How The Enquirer Got Today’s Anti-Streetcar Story

Someone divided $1.5 million by 30

click to enlarge More exclusives, less editing
More exclusives, less editing

Most Cincinnatians don’t view The Cincinnati Enquirer as a beacon of journalistic innovation, but today’s homepage headline pointing out that streetcar construction is costing the city an average of $50,000 a day was a reminder of how interested our Sole Surviving Daily is in drumming up negativity about the project.

Hundreds of streetcar supporters packed the Mercantile Library last night outlining the several different ways they plan to campaign to save the project — including various forms of litigation The Enquirer typically enjoys playing up as potentially costly to taxpayers — a story similar in concept to the anti-streetcar protests The Enquirer gave attention to leading up to the election.  

The Enquirer’s cursory wrap-up of the event was removed from the cincinnati.com homepage this morning, and it's currently not even listed on the site's News page even though it was published more recently than several stories that are. Left behind on the homepage is a real joke of analysis: the fact that the $1.5 million monthly construction cost divided by 30 days in a month amounts to $50,000 per day, assuming workers put in the same amount of time every day in a month and the city gets billed that way, which it doesn’t. 

The $1.5 million figure has been known for weeks, but $50,000 per day sounds dramatic enough that concerned taxpayers everywhere can repeat it to other ill-informed people at the water cooler. If these math whizzes wanted to really piss people off they would have broken it all the way down to $34.70 per minute, 24 hours a day. Man, fuck that streetcar!

At least the story’s third paragraph offered a piece of recent news: Halting construction will still cost the city $500,000 per month because it will be on the hook for workers who can’t be transferred and costs of rental equipment that will just sit there. (For Enquirer-esque context: It will still cost $16,667 per day or $11.57 a minute to temporarily halt the project.)

Also, the note in the headline (“Streetcar, which Cranley plans to cancel, still costing $50K a day”) reminding everyone that Cranley plans to cancel the project that is currently costing money seems unnecessary considering THE ONLY THING ANYONE HAS HEARD ABOUT SINCE THE ELECTION IS THAT CRANLEY PLANS TO STOP THE STREETCAR. It does nicely nudge readers toward the interactive forum they can click on and publicly lament how people who don’t pay taxes have too much control over our city.

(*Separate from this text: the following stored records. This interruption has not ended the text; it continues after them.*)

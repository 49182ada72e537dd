use core::fmt::{self, Display};

#[derive(Debug, PartialEq, Eq)]
pub enum Error {
    /// The backing store failed to serve the request.
    Unavailable,
    /// Stored data could not be decoded or violates the poll invariants.
    Corrupted,
}

impl From<tokio_postgres::Error> for Error {
    fn from(_: tokio_postgres::Error) -> Self {
        Self::Unavailable
    }
}

impl Display for Error {
    fn fmt(&self, f: &mut fmt::Formatter<'_>) -> fmt::Result {
        f.write_str(match self {
            Self::Unavailable => "poll storage is unavailable",
            Self::Corrupted => "stored poll is corrupted",
        })
    }
}

pub type Result<T> = core::result::Result<T, Error>;
use api::{ApplicationMarker, Bot, Config, Database, Discord, GuildMarker, Id, NoTls, VerifyingKey};
use core::{convert::Infallible, num::NonZeroU64, time::Duration};
use http_body_util::Full;
use hyper::{server::conn::http1, service::service_fn, Response};
use hyper_util::rt::TokioIo;
use std::{
    env,
    net::{Ipv4Addr, SocketAddr},
    sync::Arc,
};
use tokio::{net::TcpListener, runtime::Runtime};

/// How often expired polls are swept from the database (in seconds).
const PURGE_INTERVAL: NonZeroU64 = match NonZeroU64::new(60 * 60) {
    Some(secs) => secs,
    None => panic!("purge interval must be positive"),
};

fn optional<T>(name: &str, default: T) -> anyhow::Result<T>
where
    T: core::str::FromStr,
    T::Err: std::error::Error + Send + Sync + 'static,
{
    match env::var(name) {
        Ok(value) => Ok(value.parse()?),
        Err(_) => Ok(default),
    }
}

fn main() -> anyhow::Result<()> {
    env_logger::init();

    // Parse environment variables
    let port: u16 = env::var("PORT")?.parse()?;
    let app: Id<ApplicationMarker> = env::var("APP_ID")?.parse()?;
    let token = env::var("BOT_TOKEN")?;
    let guild = match env::var("GUILD_ID") {
        Ok(guild) => Some(guild.parse::<Id<GuildMarker>>()?),
        _ => None,
    };
    let ttl = optional("POLL_TTL", api::TTL)?;
    let purge = optional::<NonZeroU64>("PURGE_INTERVAL", PURGE_INTERVAL)?;

    let mut public = [0; 32];
    hex::decode_to_slice(env::var("PUB_KEY")?, &mut public)?;
    let public = VerifyingKey::from_bytes(&public)?;

    let mut config = Config::new();
    config
        .user(&env::var("PG_USERNAME")?)
        .password(env::var("PG_PASSWORD")?)
        .host(&env::var("PG_HOSTNAME")?)
        .dbname(&env::var("PG_DATABASE")?)
        .port(optional("PG_PORT", 5432)?);

    let runtime = Runtime::new()?;
    runtime.block_on(async {
        // Connect to the database
        let (client, conn) = config.connect(NoTls).await?;
        tokio::spawn(async move {
            if let Err(err) = conn.await {
                log::error!("database connection closed: {err}");
            }
        });
        let db = Database::from(client);
        db.init_schema().await.map_err(anyhow::Error::msg)?;

        // Register the slash command
        let discord = Discord::new(token);
        api::command::register(&discord, app, guild).await?;
        drop(discord);

        let bot = Arc::new(Bot::new(db, ttl));
        let public = Arc::new(public);

        // Sweep expired polls in the background
        let sweeper = bot.clone();
        tokio::spawn(async move {
            let mut interval = tokio::time::interval(Duration::from_secs(purge.get()));
            loop {
                interval.tick().await;
                match sweeper.polls().purge(api::now()).await {
                    Ok(0) => {}
                    Ok(count) => log::info!("purged {count} expired polls"),
                    Err(err) => log::warn!("failed to purge expired polls: {err}"),
                }
            }
        });

        // Run the server
        let addr: SocketAddr = (Ipv4Addr::UNSPECIFIED, port).into();
        let listener = TcpListener::bind(addr).await?;
        log::info!("listening on {addr}");

        let mut stop = core::pin::pin!(tokio::signal::ctrl_c());
        loop {
            let (stream, _) = tokio::select! {
                biased;
                res = &mut stop => {
                    res?;
                    break;
                }
                res = listener.accept() => res?,
            };

            let bot = bot.clone();
            let public = public.clone();
            let service = service_fn(move |req| {
                let bot = bot.clone();
                let public = public.clone();
                async move {
                    let res = match api::interaction::try_respond(req, &bot, &public).await {
                        Ok(res) => res,
                        Err(code) => {
                            let mut res = Response::new(Full::default());
                            *res.status_mut() = code;
                            res
                        }
                    };
                    Ok::<_, Infallible>(res)
                }
            });

            tokio::spawn(async move {
                if let Err(err) = http1::Builder::new().serve_connection(TokioIo::new(stream), service).await {
                    log::error!("failed to serve connection: {err}");
                }
            });
        }

        log::info!("shutting down");
        anyhow::Ok(())
    })
}

#[cfg(test)]
mod tests {
    use super::{optional, PURGE_INTERVAL};
    use core::num::NonZeroU64;
    use std::env;

    #[test]
    fn purge_interval_must_be_positive() {
        const NAME: &str = "POLLSTER_TEST_PURGE_INTERVAL";

        env::remove_var(NAME);
        assert_eq!(optional::<NonZeroU64>(NAME, PURGE_INTERVAL).unwrap(), PURGE_INTERVAL);

        env::set_var(NAME, "30");
        assert_eq!(optional::<NonZeroU64>(NAME, PURGE_INTERVAL).unwrap().get(), 30);

        env::set_var(NAME, "0");
        assert!(optional::<NonZeroU64>(NAME, PURGE_INTERVAL).is_err());

        env::remove_var(NAME);
    }
}
use core::fmt::{self, Display};

#[derive(Debug, PartialEq, Eq)]
pub enum Error {
    /// Empty choice key or voter ID.
    BadInput,
    /// The vote index disagrees with the vote counts. This is a bug or tampered data.
    Corrupted,
}

impl Display for Error {
    fn fmt(&self, f: &mut fmt::Formatter<'_>) -> fmt::Result {
        f.write_str(match self {
            Self::BadInput => "choice keys and voter IDs must not be empty",
            Self::Corrupted => "poll state is internally inconsistent",
        })
    }
}

pub type Result<T> = core::result::Result<T, Error>;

(Additional professional advice: Consider changing the subhed from, “It'll be costly to stop, and costly to go on, but work continues until Cranley and new council officially stop it” to something that doesn’t sound like you have no idea what the fuck is going on.)

For context, the following are the streetcar stories currently presented on the website homepages of local media that have more talent/integrity than The Enquirer:

WVXU: Streetcar supporters will remain active to keep project going

WCPO: Federal official: Cincinnati will forfeit $40M in grants if streetcar project is canceled

WLWT: Standing-room-only crowd attends Cincinnati streetcar meeting

Cincinnati Business Courier: Feds: If you kill the streetcar, we want our money back

CityBeat: Streetcar supporters pack Mercantile Library, Fountain Square

CityBeat:Streetcar cancellation would cost Cincinnati federal funds

CONSERVATIVE MEDIA BONUS: 700WLW even has a relevant piece of streetcar news, although you have to scroll past a video of Russian kids wrestling a bear and an article suggesting that Obamacare is the president’s Katrina (whatever that means): Feds: Use money for streetcar or pay it back.